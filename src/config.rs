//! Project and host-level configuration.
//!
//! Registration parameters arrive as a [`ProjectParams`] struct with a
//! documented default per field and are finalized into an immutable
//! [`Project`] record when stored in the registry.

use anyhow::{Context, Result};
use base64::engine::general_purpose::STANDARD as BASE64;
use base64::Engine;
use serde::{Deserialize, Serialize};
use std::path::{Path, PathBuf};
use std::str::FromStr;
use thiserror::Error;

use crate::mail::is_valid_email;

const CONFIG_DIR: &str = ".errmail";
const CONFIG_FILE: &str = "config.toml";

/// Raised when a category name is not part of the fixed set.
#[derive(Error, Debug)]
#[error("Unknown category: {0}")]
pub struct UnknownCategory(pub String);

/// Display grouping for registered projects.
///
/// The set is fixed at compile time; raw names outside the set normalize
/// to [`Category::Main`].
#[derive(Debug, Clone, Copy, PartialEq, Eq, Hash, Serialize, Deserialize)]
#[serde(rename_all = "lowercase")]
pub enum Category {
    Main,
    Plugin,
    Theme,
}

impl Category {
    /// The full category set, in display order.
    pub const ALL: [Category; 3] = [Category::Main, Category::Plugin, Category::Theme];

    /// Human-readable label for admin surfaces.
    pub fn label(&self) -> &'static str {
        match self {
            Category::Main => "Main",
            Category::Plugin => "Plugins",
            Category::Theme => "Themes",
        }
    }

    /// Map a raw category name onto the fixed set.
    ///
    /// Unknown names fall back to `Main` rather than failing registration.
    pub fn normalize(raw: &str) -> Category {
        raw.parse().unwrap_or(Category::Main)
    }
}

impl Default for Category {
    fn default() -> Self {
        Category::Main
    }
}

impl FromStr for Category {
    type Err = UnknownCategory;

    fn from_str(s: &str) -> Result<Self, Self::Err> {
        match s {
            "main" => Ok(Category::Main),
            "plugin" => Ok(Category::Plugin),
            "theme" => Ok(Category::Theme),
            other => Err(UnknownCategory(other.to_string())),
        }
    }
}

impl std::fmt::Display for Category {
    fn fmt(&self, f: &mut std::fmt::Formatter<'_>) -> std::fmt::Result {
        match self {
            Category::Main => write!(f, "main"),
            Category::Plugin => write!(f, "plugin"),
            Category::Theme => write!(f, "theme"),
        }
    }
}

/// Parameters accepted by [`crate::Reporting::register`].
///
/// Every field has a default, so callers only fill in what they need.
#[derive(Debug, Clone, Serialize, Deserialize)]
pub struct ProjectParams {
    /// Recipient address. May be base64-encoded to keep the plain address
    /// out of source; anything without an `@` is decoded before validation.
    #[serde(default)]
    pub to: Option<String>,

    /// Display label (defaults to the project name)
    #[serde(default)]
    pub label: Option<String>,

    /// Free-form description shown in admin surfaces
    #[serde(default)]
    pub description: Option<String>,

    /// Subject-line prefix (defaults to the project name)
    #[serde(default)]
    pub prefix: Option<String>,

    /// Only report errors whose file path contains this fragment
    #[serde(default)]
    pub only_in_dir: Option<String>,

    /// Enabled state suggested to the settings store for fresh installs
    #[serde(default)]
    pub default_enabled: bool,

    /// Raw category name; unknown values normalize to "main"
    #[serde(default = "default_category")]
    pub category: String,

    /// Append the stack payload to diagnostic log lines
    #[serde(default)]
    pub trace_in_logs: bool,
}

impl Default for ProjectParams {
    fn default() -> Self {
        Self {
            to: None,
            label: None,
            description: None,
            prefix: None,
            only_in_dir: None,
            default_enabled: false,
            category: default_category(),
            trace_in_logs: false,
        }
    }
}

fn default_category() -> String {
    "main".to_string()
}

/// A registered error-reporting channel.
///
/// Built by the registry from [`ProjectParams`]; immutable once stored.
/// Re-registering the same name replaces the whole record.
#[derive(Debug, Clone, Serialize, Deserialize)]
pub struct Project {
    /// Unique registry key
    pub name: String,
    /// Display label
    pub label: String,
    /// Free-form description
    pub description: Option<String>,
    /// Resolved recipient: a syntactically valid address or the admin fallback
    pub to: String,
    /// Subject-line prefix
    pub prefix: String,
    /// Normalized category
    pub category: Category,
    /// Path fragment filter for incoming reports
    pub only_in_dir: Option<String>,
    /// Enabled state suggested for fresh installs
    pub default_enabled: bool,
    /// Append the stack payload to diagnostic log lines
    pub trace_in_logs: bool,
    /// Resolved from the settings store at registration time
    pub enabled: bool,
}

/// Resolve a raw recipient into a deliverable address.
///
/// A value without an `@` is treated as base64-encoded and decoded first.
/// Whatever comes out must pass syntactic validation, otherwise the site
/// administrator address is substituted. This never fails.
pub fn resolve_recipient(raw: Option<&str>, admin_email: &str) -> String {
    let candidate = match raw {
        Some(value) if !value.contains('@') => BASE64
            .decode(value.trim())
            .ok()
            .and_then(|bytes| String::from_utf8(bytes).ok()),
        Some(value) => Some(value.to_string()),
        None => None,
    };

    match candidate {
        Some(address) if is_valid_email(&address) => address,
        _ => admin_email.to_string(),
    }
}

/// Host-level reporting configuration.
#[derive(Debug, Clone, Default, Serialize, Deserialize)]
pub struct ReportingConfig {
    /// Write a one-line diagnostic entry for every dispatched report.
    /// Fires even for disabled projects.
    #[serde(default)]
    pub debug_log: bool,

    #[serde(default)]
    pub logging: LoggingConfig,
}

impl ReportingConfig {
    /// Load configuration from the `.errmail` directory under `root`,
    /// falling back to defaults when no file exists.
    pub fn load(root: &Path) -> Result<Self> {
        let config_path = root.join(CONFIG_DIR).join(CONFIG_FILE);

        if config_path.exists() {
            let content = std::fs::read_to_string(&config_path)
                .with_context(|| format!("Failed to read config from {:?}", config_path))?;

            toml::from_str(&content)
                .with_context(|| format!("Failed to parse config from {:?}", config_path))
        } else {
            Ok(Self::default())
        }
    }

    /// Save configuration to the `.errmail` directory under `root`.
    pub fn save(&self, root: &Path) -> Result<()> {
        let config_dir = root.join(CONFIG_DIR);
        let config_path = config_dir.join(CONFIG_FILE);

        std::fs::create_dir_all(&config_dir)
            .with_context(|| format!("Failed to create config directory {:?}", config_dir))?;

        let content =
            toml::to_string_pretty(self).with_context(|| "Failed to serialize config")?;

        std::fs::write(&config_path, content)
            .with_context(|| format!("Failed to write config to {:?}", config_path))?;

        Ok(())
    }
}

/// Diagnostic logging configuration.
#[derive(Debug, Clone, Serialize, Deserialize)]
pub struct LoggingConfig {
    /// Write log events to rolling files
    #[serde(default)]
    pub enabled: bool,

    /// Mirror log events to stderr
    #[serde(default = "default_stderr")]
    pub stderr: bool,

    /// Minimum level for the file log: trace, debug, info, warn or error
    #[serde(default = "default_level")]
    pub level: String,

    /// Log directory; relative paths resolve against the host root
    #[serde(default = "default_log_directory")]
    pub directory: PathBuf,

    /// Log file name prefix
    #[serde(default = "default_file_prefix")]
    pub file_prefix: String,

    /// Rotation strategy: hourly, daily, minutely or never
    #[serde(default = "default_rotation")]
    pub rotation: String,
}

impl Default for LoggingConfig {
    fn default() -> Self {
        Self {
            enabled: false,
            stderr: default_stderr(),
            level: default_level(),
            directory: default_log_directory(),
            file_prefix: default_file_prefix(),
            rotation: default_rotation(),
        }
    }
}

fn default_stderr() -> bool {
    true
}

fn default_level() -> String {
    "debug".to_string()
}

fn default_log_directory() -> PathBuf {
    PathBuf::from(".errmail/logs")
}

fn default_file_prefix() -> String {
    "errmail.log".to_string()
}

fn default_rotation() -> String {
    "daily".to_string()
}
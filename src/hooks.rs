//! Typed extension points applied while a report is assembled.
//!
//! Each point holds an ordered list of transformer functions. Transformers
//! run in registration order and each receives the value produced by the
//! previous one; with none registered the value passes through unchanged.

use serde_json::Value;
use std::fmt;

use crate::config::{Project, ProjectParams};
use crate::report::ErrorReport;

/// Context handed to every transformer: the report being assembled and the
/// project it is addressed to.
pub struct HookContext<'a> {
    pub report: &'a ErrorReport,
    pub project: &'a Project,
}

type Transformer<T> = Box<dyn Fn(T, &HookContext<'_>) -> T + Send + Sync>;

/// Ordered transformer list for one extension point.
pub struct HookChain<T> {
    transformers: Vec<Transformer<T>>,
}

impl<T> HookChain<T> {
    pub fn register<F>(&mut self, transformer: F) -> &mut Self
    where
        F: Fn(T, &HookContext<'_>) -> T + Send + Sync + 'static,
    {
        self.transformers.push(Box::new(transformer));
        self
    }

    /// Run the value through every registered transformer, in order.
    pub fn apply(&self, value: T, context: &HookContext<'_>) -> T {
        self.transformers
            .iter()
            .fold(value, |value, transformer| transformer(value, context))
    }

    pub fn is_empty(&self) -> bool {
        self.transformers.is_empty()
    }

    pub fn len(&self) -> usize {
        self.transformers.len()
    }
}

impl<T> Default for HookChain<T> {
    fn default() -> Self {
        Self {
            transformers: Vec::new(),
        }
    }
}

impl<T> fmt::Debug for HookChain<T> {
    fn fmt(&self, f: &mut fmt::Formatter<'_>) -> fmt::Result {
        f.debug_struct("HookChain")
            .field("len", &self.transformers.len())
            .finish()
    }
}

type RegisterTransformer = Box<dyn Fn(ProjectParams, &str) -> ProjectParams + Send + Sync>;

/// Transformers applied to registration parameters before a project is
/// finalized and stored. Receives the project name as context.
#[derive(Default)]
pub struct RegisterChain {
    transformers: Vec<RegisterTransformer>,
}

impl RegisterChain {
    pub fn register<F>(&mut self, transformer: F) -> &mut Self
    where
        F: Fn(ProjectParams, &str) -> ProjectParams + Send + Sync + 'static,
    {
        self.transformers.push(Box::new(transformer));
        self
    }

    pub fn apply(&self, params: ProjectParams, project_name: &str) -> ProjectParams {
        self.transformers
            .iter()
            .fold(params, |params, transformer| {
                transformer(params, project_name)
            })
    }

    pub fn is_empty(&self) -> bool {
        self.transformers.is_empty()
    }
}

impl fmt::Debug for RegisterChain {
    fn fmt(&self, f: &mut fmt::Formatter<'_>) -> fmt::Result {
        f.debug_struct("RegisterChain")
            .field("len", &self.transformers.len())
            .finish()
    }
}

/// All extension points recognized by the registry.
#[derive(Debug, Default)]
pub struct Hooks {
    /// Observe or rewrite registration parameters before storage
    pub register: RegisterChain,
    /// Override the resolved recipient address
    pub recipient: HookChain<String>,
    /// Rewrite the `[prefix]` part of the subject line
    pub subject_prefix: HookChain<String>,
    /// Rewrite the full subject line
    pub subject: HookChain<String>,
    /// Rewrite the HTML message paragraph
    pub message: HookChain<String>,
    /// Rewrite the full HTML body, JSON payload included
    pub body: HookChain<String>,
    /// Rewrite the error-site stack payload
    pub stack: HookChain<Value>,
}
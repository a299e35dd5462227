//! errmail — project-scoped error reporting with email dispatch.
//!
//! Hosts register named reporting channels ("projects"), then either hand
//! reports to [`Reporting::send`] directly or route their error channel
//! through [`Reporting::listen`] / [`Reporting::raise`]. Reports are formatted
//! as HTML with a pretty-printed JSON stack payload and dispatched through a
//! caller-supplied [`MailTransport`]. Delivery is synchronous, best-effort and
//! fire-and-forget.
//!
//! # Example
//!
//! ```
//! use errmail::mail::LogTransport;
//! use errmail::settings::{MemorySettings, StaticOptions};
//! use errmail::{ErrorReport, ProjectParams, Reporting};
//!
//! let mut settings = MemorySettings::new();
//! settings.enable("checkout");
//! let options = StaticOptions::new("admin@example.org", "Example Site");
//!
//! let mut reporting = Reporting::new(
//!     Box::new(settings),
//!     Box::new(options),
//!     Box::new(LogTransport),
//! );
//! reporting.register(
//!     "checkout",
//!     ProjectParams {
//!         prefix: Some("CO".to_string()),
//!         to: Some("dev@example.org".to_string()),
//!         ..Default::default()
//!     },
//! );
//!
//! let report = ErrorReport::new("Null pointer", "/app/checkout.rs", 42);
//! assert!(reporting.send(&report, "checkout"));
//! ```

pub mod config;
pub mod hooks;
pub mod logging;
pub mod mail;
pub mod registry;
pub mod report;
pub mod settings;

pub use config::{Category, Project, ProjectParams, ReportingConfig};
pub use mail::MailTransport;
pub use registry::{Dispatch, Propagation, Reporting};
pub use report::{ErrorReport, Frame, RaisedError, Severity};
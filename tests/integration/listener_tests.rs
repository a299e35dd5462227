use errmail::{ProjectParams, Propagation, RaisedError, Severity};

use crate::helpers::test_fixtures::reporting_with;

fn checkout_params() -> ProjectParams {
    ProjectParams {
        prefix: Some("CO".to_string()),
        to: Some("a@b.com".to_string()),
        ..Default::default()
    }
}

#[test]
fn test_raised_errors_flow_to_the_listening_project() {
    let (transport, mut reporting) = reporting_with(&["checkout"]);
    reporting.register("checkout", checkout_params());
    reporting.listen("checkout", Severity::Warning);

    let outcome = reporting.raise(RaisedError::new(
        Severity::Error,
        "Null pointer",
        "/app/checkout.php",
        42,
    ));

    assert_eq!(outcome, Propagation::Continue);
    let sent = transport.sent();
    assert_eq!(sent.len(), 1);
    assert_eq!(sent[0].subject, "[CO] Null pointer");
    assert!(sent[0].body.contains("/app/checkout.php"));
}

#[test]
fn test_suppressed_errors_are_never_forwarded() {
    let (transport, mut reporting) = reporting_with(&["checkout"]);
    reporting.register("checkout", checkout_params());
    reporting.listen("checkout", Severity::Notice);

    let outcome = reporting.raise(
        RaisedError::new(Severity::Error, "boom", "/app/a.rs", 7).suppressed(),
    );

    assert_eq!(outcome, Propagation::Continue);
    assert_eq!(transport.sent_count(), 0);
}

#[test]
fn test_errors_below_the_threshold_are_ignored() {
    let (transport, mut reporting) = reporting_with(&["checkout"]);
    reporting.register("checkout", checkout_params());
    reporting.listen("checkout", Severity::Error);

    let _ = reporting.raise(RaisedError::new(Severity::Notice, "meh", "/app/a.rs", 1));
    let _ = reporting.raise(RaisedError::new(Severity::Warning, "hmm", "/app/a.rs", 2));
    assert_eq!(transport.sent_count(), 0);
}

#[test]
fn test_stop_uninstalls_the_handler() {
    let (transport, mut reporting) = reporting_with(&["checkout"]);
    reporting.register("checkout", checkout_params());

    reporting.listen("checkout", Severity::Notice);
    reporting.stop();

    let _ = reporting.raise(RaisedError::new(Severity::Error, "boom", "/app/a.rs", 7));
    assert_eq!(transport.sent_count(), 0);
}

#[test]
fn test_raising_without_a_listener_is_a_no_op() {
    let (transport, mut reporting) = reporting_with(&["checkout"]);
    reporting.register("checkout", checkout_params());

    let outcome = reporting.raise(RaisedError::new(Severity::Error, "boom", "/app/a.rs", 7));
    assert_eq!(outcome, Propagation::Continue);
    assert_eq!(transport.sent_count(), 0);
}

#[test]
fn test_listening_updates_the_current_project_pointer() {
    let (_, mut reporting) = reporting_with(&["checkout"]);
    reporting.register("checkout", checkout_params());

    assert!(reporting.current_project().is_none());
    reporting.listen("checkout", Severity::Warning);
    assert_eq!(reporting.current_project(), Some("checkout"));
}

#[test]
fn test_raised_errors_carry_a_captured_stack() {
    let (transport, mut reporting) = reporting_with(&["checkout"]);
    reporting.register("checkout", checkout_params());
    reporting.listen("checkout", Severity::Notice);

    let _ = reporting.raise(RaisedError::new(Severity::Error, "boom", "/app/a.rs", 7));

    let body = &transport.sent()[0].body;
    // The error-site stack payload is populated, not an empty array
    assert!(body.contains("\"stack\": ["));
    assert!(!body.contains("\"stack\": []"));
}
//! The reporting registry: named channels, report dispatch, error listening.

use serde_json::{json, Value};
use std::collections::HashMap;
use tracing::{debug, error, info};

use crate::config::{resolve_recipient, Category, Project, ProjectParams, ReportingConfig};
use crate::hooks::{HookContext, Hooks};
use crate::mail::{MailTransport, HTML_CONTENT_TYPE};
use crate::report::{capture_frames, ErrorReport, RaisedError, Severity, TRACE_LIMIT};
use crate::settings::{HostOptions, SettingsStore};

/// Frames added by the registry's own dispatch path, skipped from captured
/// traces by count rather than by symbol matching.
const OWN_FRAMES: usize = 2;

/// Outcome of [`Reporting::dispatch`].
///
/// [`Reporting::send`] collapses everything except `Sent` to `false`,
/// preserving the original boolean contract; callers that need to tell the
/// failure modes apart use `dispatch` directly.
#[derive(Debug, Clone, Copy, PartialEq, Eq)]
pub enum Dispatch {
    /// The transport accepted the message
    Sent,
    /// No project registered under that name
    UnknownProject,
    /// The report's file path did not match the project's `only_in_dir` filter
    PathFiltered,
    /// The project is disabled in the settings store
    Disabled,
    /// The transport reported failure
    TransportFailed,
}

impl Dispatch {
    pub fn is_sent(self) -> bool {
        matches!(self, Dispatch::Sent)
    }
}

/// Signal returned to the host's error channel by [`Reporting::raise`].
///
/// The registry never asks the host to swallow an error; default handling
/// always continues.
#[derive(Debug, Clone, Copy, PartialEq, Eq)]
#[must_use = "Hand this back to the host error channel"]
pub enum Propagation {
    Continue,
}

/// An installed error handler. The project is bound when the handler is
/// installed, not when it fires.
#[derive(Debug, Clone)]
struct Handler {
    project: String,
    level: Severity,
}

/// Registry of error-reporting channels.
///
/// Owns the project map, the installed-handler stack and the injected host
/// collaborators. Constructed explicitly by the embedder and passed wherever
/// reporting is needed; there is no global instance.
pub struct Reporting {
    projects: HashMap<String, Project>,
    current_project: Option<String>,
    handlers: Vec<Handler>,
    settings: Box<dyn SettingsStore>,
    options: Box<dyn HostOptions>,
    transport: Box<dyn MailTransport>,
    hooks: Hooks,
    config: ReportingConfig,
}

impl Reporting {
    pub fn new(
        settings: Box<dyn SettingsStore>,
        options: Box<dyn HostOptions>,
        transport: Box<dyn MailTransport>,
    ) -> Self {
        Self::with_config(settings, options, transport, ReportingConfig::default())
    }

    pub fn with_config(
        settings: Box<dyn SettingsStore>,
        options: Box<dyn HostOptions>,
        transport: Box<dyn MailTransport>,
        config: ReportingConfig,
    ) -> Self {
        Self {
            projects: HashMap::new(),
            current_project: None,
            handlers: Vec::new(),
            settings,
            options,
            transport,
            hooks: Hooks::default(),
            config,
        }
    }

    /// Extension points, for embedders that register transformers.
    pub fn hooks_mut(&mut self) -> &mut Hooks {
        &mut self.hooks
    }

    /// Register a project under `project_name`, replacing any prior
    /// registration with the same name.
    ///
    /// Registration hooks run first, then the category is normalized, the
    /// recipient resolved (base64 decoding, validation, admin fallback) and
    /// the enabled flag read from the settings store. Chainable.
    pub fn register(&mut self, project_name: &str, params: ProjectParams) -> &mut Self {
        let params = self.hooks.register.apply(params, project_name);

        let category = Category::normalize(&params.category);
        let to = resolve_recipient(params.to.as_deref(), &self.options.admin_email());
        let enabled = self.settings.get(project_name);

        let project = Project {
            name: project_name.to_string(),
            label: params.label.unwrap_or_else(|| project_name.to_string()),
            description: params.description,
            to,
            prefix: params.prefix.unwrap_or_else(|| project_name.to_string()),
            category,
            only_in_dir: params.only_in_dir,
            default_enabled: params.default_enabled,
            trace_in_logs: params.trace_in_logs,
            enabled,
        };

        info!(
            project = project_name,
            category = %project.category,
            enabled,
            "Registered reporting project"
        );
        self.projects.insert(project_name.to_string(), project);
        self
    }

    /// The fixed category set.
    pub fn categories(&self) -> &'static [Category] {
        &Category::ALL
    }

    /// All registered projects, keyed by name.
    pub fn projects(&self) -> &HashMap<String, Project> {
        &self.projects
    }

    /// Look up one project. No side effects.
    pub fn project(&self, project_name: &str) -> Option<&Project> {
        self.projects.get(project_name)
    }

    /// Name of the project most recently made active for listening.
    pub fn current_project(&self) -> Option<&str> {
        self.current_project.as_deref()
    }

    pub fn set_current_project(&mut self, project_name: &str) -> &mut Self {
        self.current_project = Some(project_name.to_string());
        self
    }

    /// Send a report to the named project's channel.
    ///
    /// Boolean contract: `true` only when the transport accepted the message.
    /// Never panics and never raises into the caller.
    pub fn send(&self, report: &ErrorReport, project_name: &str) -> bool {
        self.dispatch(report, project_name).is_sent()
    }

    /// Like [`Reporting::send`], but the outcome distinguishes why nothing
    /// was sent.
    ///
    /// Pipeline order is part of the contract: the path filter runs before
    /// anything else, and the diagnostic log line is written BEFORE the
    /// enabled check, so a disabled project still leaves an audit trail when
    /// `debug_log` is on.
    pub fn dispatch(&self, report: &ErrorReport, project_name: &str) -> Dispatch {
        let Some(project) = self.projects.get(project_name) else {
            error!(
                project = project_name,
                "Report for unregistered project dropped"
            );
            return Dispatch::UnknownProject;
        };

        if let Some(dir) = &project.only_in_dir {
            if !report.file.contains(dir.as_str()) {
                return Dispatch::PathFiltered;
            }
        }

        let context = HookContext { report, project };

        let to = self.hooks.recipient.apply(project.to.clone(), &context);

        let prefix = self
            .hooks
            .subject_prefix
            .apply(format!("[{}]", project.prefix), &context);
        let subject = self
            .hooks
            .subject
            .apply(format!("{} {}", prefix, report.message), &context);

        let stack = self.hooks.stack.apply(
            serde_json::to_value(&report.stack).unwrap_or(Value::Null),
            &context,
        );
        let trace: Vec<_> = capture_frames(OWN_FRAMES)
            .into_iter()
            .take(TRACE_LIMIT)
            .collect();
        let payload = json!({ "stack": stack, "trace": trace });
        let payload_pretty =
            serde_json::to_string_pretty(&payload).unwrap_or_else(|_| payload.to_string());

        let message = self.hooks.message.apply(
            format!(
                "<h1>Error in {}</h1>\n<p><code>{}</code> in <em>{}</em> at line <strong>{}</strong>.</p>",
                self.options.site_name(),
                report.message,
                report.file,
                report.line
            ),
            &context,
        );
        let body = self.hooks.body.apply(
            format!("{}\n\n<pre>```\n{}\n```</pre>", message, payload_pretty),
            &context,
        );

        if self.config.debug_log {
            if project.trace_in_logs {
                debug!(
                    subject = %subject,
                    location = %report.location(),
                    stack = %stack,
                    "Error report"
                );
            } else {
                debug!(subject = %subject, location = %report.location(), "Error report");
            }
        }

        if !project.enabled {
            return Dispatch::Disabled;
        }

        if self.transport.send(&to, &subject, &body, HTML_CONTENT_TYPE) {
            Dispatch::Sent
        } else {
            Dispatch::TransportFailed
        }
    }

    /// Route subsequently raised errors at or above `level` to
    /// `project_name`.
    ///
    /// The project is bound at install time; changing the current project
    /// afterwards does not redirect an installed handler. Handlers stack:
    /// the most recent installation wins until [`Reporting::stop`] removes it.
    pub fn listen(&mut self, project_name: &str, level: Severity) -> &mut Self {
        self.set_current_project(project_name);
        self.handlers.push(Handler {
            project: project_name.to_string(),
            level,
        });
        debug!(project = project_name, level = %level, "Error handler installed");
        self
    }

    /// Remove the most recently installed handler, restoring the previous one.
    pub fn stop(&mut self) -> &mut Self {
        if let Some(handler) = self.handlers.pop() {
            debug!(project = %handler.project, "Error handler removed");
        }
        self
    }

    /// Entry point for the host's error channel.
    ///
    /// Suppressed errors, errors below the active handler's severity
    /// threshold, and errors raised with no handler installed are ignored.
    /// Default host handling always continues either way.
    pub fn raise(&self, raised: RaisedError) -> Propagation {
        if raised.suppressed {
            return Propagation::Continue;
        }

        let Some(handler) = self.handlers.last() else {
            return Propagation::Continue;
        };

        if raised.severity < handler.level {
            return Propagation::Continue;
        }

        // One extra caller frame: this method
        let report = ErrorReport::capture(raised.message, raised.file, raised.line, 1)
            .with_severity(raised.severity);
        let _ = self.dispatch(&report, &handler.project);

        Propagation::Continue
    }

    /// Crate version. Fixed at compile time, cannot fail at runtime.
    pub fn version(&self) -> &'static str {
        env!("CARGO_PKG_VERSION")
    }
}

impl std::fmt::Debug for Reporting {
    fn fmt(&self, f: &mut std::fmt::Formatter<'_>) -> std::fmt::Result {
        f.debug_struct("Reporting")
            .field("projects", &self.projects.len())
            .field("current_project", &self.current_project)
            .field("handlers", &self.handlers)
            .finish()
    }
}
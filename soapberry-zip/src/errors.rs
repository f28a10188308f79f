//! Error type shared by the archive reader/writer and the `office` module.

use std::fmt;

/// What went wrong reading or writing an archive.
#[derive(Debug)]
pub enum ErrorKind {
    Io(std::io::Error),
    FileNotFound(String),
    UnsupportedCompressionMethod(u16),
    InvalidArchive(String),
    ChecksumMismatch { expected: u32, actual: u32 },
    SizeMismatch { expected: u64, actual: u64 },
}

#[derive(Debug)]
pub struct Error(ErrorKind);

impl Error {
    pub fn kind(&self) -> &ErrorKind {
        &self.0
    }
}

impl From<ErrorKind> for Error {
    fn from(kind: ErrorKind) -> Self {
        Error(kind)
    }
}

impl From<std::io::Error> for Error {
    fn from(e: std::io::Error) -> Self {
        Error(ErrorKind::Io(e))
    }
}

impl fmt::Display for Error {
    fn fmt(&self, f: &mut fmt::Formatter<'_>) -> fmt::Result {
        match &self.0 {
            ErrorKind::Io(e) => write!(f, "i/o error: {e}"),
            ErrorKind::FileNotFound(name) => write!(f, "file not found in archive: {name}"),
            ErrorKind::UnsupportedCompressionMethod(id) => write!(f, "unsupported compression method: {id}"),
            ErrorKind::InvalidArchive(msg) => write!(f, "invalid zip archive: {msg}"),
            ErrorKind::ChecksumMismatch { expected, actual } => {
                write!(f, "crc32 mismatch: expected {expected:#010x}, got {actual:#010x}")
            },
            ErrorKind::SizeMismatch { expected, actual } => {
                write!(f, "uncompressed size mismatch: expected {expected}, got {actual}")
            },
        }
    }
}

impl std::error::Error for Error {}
☆ ☆ ☆ ☆
EXERCISE DIRECTIONS
Go through the listing above and write out exactly the lines starting with the one holding "let Some(handler) = self.handlers.last()" and running through the one holding "repository f28a10188308f79f", ends included, and no others.

PROBLEM SOLUTION
        let Some(handler) = self.handlers.last() else {
            return Propagation::Continue;
        };

        if raised.severity < handler.level {
            return Propagation::Continue;
        }

        // One extra caller frame: this method
        let report = ErrorReport::capture(raised.message, raised.file, raised.line, 1)
            .with_severity(raised.severity);
        let _ = self.dispatch(&report, &handler.project);

        Propagation::Continue
    }

    /// Crate version. Fixed at compile time, cannot fail at runtime.
    pub fn version(&self) -> &'static str {
        env!("CARGO_PKG_VERSION")
    }
}

impl std::fmt::Debug for Reporting {
    fn fmt(&self, f: &mut std::fmt::Formatter<'_>) -> std::fmt::Result {
        f.debug_struct("Reporting")
            .field("projects", &self.projects.len())
            .field("current_project", &self.current_project)
            .field("handlers", &self.handlers)
            .finish()
    }
}
filename soapberry-zip/src/errors.rs
repository f28a10188308f79f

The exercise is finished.